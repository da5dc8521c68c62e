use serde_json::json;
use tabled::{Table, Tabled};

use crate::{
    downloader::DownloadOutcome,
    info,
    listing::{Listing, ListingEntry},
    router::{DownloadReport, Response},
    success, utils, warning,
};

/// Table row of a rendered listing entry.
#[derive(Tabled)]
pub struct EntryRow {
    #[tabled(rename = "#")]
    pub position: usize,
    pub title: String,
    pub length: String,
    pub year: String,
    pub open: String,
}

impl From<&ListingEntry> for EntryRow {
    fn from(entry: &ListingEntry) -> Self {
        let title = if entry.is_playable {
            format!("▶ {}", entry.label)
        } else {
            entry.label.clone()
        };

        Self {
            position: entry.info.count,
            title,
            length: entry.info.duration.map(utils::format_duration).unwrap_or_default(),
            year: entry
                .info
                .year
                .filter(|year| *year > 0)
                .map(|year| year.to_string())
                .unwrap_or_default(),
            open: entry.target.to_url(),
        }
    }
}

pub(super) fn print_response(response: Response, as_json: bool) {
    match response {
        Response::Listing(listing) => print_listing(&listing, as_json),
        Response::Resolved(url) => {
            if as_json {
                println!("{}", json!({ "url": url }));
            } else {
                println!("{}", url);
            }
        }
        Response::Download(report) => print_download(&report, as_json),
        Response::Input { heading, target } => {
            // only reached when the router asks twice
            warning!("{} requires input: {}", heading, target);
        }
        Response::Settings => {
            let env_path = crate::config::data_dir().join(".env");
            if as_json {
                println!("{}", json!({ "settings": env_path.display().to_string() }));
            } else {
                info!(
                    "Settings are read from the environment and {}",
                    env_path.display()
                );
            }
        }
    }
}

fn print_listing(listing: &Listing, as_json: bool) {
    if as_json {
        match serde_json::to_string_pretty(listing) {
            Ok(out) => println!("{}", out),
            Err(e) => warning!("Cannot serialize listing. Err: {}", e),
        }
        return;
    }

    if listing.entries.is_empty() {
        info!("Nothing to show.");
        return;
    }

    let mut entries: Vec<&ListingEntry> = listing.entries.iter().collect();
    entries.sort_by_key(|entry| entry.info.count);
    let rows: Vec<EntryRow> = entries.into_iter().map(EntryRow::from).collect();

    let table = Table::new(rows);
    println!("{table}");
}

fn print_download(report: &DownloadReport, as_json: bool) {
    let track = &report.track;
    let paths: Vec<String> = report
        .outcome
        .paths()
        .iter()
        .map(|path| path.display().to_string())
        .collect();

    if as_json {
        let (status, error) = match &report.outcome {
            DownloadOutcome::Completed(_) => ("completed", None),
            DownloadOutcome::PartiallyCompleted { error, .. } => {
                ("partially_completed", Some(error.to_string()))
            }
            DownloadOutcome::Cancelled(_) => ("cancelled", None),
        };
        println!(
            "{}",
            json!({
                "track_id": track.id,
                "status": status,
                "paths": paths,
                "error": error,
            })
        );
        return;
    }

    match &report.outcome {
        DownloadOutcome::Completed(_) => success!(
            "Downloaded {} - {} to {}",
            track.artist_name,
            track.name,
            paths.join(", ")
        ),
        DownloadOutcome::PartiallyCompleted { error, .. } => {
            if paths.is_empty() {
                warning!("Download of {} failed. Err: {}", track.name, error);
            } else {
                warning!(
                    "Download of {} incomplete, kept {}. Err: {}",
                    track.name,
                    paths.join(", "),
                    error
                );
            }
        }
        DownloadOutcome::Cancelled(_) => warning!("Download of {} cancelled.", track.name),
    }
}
===
> _Work item_: The expected answer is one number: how many lines above contain "length".

> _Exercise answer_: 2